Copy every line from the records that holds the word "super".

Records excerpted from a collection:

----------------------------------------

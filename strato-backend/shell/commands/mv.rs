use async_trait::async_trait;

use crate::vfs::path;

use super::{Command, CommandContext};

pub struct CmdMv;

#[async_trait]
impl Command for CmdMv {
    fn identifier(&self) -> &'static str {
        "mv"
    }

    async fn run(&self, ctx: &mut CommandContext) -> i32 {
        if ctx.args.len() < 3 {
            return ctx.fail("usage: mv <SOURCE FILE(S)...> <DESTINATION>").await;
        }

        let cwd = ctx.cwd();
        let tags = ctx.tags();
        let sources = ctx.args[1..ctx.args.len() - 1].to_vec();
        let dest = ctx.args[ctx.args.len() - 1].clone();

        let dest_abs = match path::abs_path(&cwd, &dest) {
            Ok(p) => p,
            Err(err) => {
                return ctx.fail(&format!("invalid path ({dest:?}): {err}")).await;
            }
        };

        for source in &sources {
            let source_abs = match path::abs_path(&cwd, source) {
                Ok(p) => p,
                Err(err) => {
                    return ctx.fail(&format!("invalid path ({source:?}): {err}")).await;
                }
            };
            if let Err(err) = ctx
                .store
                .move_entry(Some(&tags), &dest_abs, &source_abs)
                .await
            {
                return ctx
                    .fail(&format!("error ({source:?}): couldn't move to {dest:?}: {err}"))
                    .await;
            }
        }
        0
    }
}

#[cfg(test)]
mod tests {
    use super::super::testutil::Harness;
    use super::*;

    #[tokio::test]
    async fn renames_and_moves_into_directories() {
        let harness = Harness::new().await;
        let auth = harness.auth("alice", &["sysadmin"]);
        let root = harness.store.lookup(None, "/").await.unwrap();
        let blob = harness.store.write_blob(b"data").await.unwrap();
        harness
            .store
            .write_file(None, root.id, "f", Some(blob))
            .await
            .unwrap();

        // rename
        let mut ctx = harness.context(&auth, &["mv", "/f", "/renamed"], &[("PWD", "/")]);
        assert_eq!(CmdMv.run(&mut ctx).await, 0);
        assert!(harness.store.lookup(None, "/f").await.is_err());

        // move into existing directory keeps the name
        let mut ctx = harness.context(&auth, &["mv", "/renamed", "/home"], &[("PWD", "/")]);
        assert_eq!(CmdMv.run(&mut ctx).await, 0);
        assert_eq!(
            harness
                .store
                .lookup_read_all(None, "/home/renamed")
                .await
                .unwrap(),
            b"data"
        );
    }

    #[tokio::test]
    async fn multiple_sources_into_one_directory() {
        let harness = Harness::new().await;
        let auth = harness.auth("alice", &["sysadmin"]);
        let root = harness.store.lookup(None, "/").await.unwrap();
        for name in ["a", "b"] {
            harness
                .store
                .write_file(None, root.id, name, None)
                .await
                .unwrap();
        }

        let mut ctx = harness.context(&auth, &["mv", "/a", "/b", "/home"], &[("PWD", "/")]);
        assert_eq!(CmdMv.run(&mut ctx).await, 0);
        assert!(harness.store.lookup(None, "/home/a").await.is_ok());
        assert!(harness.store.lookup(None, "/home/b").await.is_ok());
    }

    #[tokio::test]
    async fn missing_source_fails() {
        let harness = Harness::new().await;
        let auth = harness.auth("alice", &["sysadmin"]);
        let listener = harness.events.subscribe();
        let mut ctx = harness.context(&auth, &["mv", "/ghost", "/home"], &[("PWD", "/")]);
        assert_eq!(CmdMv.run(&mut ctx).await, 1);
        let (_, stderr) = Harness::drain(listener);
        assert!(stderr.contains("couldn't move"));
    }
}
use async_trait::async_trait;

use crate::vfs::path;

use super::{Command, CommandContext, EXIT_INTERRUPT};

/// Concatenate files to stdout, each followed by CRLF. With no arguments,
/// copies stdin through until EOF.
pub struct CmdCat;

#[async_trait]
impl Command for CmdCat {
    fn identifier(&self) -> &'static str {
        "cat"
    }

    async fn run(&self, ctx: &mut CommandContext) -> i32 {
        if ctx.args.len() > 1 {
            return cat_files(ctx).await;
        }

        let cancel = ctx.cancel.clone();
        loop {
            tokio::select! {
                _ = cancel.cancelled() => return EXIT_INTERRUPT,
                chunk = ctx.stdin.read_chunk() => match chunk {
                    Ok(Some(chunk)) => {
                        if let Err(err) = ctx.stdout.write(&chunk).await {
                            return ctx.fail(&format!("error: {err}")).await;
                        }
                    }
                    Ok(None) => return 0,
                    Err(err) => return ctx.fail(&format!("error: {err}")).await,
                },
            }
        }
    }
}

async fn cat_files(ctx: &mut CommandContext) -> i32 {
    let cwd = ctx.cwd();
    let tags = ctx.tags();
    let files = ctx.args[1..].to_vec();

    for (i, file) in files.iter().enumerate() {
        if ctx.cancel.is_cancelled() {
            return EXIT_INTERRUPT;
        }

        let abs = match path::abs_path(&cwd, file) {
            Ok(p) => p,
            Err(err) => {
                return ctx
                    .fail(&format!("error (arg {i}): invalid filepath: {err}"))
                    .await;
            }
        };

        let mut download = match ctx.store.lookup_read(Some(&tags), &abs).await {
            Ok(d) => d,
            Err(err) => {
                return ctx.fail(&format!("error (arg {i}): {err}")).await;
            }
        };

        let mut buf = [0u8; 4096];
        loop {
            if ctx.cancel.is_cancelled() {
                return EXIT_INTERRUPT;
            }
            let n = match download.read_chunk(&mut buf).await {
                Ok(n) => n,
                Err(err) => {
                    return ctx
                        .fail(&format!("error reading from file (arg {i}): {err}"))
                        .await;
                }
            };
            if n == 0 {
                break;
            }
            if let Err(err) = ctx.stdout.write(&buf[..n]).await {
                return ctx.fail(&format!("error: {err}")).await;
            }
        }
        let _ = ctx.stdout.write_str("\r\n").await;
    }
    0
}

----------------------------------------

**Task result**
use super::{Command, CommandContext};
    use super::super::testutil::Harness;
    use super::*;
use super::{Command, CommandContext, EXIT_INTERRUPT};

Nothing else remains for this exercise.